Document Project 16 Debates about Laissez-Faire

Debates about
Laissez-Faire

From the nation’s founding, the pursuit of individual opportunity has held a central place among American values. The Declaration of Independence extolled the “pursuit of happiness,” which has increasingly been interpreted as the chance to accumulate material wealth. The Bill of Rights, adopted after the Constitution was ratified, protected personal liberties from interference by the federal government. Early Supreme Court decisions upheld the binding nature of contracts. The immigrants who came to the United States in the eighteenth and nineteenth centuries assumed that they would have the opportunity to achieve whatever success their talents and hard work would bring.

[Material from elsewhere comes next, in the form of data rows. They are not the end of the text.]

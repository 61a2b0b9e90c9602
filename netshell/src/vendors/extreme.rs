//! Extreme EXOS sessions.
//!
//! EXOS appends a counter to its prompt that increments on every command
//! (`* Switch.3 #`), so the base prompt is re-learned before each
//! exchange and only the hostname part is kept.

use async_trait::async_trait;
use log::debug;
use once_cell::sync::Lazy;
use regex::Regex;

use crate::credentials::Credentials;
use crate::error::Result;
use crate::options::AdvancedOptions;
use crate::session::{DeviceSession, SessionCore, strip_prompt_terminator};

/// Captures the hostname out of `* HOST.<N>` style prompts.
static EXOS_PROMPT_RE: Lazy<Regex> =
    Lazy::new(|| Regex::new(r"^[\s*!]*(.+?)\.\d+\s*$").unwrap());

/// Session for Extreme EXOS switches.
pub struct ExtremeExosSession {
    core: SessionCore,
}

impl ExtremeExosSession {
    pub fn new(credentials: Credentials, options: AdvancedOptions) -> Self {
        Self {
            core: SessionCore::new(credentials, options),
        }
    }
}

#[async_trait]
impl DeviceSession for ExtremeExosSession {
    fn core(&self) -> &SessionCore {
        &self.core
    }

    fn core_mut(&mut self) -> &mut SessionCore {
        &mut self.core
    }

    fn device_type(&self) -> &str {
        "extreme_exos"
    }

    // Configuration commands run at the main prompt.
    fn config_enter_command(&self) -> Option<&'static str> {
        None
    }

    fn config_exit_command(&self) -> Option<&'static str> {
        None
    }

    fn paging_command(&self) -> Option<&'static str> {
        Some("disable clipaging")
    }

    fn current_config_command(&self) -> &'static str {
        "show configuration"
    }

    fn save_command(&self) -> Option<&'static str> {
        Some("save configuration primary")
    }

    fn reboot_command(&self) -> &'static str {
        "reboot"
    }

    fn normalize_learned_prompt(&self, line: &str) -> String {
        let stripped = strip_prompt_terminator(line);
        match EXOS_PROMPT_RE.captures(stripped) {
            Some(caps) => caps[1].trim().to_string(),
            None => stripped.trim_start_matches(['*', '!', ' ']).to_string(),
        }
    }

    /// The prompt counter advanced on the previous command; re-learn the
    /// base before relying on it.
    async fn before_command(&mut self) -> Result<()> {
        self.set_base_prompt().await?;
        Ok(())
    }

    /// Standard preparation plus turning interactive confirmations off.
    async fn session_preparation(&mut self) -> Result<()> {
        self.prepare_common().await?;

        if !self.core().options().fast_mode {
            if let Err(e) = self.run_exchange("disable cli prompting").await {
                debug!("extreme_exos: disable cli prompting failed: {}", e);
            }
        }
        Ok(())
    }
}

#[cfg(test)]
mod tests {
    use super::*;

    fn session() -> ExtremeExosSession {
        ExtremeExosSession::new(
            Credentials::password_login("10.0.0.6", "admin", "pw", "extreme_exos"),
            AdvancedOptions::default(),
        )
    }

    #[test]
    fn test_prompt_counter_is_stripped() {
        let s = session();
        assert_eq!(s.normalize_learned_prompt("* Switch.3 #"), "Switch");
        assert_eq!(s.normalize_learned_prompt("Switch.12 >"), "Switch");
        assert_eq!(s.normalize_learned_prompt("! X440G2.7 #"), "X440G2");
    }

    #[test]
    fn test_counter_never_reaches_output() {
        let mut s = session();
        s.core_mut().prompt.base = "Switch".to_string();
        let raw = "show version\nExtremeXOS version 31.7\n* Switch.4 # ";
        let cleaned = s.sanitize_output(raw, "show version");
        assert_eq!(cleaned, "ExtremeXOS version 31.7");
        assert!(!cleaned.contains(".4"));
    }

    #[test]
    fn test_dialect() {
        let s = session();
        assert!(s.config_enter_command().is_none());
        assert_eq!(s.paging_command(), Some("disable clipaging"));
        assert_eq!(s.save_command(), Some("save configuration primary"));
    }
}
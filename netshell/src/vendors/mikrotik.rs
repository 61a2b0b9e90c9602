//! MikroTik RouterOS / SwOS sessions.
//!
//! RouterOS has no config mode; commands carry their full menu path. The
//! terminal is shaped at login by appending `+ct511w4098h` to the
//! username (plain terminal, 511 columns), and the prompt looks like
//! `[admin@MikroTik] >`.

use std::time::Duration;

use async_trait::async_trait;

use crate::credentials::Credentials;
use crate::options::AdvancedOptions;
use crate::session::{DeviceSession, SessionCore};

/// Username suffix requesting a plain 511-column terminal.
const USERNAME_SUFFIX: &str = "+ct511w4098h";

const MIKROTIK_ERROR_PATTERNS: &[&str] = &[
    "bad command name",
    "syntax error",
    "expected end of command",
    "no such item",
    "failure:",
];

/// Session for MikroTik RouterOS and SwOS devices.
pub struct MikrotikSession {
    core: SessionCore,
    tag: &'static str,
}

impl MikrotikSession {
    pub fn new(credentials: Credentials, options: AdvancedOptions, tag: &'static str) -> Self {
        Self {
            core: SessionCore::new(credentials, options),
            tag,
        }
    }
}

#[async_trait]
impl DeviceSession for MikrotikSession {
    fn core(&self) -> &SessionCore {
        &self.core
    }

    fn core_mut(&mut self) -> &mut SessionCore {
        &mut self.core
    }

    fn device_type(&self) -> &str {
        self.tag
    }

    fn newline(&self) -> &'static str {
        "\r\n"
    }

    fn config_enter_command(&self) -> Option<&'static str> {
        None
    }

    fn config_exit_command(&self) -> Option<&'static str> {
        None
    }

    fn current_config_command(&self) -> &'static str {
        "/export"
    }

    fn save_command(&self) -> Option<&'static str> {
        Some("/system backup save name=backup")
    }

    fn reboot_command(&self) -> &'static str {
        "/system reboot"
    }

    fn logout_command(&self) -> Option<&'static str> {
        Some("/quit")
    }

    fn error_patterns(&self) -> &'static [&'static str] {
        MIKROTIK_ERROR_PATTERNS
    }

    /// Login name with the terminal-shaping suffix appended.
    fn auth_username(&self) -> String {
        let username = &self.core().credentials().username;
        if username.ends_with(USERNAME_SUFFIX) {
            username.clone()
        } else {
            format!("{}{}", username, USERNAME_SUFFIX)
        }
    }

    /// `[admin@MikroTik] >` learns as `[admin@MikroTik]`; the terminal
    /// suffix never belongs in the base prompt.
    fn normalize_learned_prompt(&self, line: &str) -> String {
        let trimmed = line.trim();
        let without_terminator = trimmed.strip_suffix('>').unwrap_or(trimmed).trim_end();
        without_terminator.replace(USERNAME_SUFFIX, "")
    }

    /// Answer the software-license question some builds ask at login.
    async fn session_preparation(&mut self) -> crate::error::Result<()> {
        let newline = self.newline();
        let channel = self.core_mut().channel_mut()?;
        if let Ok(early) = channel.read_channel(Duration::from_millis(300)).await {
            if early.to_lowercase().contains("license") {
                channel.write_channel(&format!("n{}", newline)).await?;
            }
        }
        self.prepare_common().await
    }
}

#[cfg(test)]
mod tests {
    use super::*;

    fn session() -> MikrotikSession {
        MikrotikSession::new(
            Credentials::password_login("10.0.0.5", "admin", "pw", "mikrotik_routeros"),
            AdvancedOptions::default(),
            "mikrotik_routeros",
        )
    }

    #[test]
    fn test_auth_username_gets_suffix() {
        let s = session();
        assert_eq!(s.auth_username(), "admin+ct511w4098h");
        // The reported credentials keep the bare username
        assert_eq!(s.core().credentials().username, "admin");
    }

    #[test]
    fn test_auth_username_suffix_not_doubled() {
        let s = MikrotikSession::new(
            Credentials::password_login("h", "admin+ct511w4098h", "pw", "mikrotik_routeros"),
            AdvancedOptions::default(),
            "mikrotik_routeros",
        );
        assert_eq!(s.auth_username(), "admin+ct511w4098h");
    }

    #[test]
    fn test_prompt_learning() {
        let s = session();
        assert_eq!(
            s.normalize_learned_prompt("[admin@MikroTik] > "),
            "[admin@MikroTik]"
        );
        assert_eq!(
            s.normalize_learned_prompt("[admin+ct511w4098h@MikroTik] >"),
            "[admin@MikroTik]"
        );
    }

    #[test]
    fn test_dialect() {
        let s = session();
        assert_eq!(s.newline(), "\r\n");
        assert!(s.config_enter_command().is_none());
        assert_eq!(s.current_config_command(), "/export");
        assert_eq!(s.reboot_command(), "/system reboot");
    }
}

In the late nineteenth century, as big business consolidated and giant trusts came to dominate whole industries, defenders of unfettered big business argued that individual effort and initiative were still the central engine of the American economy. Championing Adam Smith’s notion of laissez-faire—the idea that the marketplace should be left to regulate itself—they argued that government should do nothing to constrain the development of industry. Yet as poverty expanded while a small number of industrialists and financiers accumulated great wealth, reformers questioned whether individualism undermined community, and contended that the government should regulate the free market to promote the greater public welfare. With the gap between rich and poor growing, even industrialists realized that if they did not help the poor in some way, the working classes would rise up against them. Nevertheless, they continued to resist government interference.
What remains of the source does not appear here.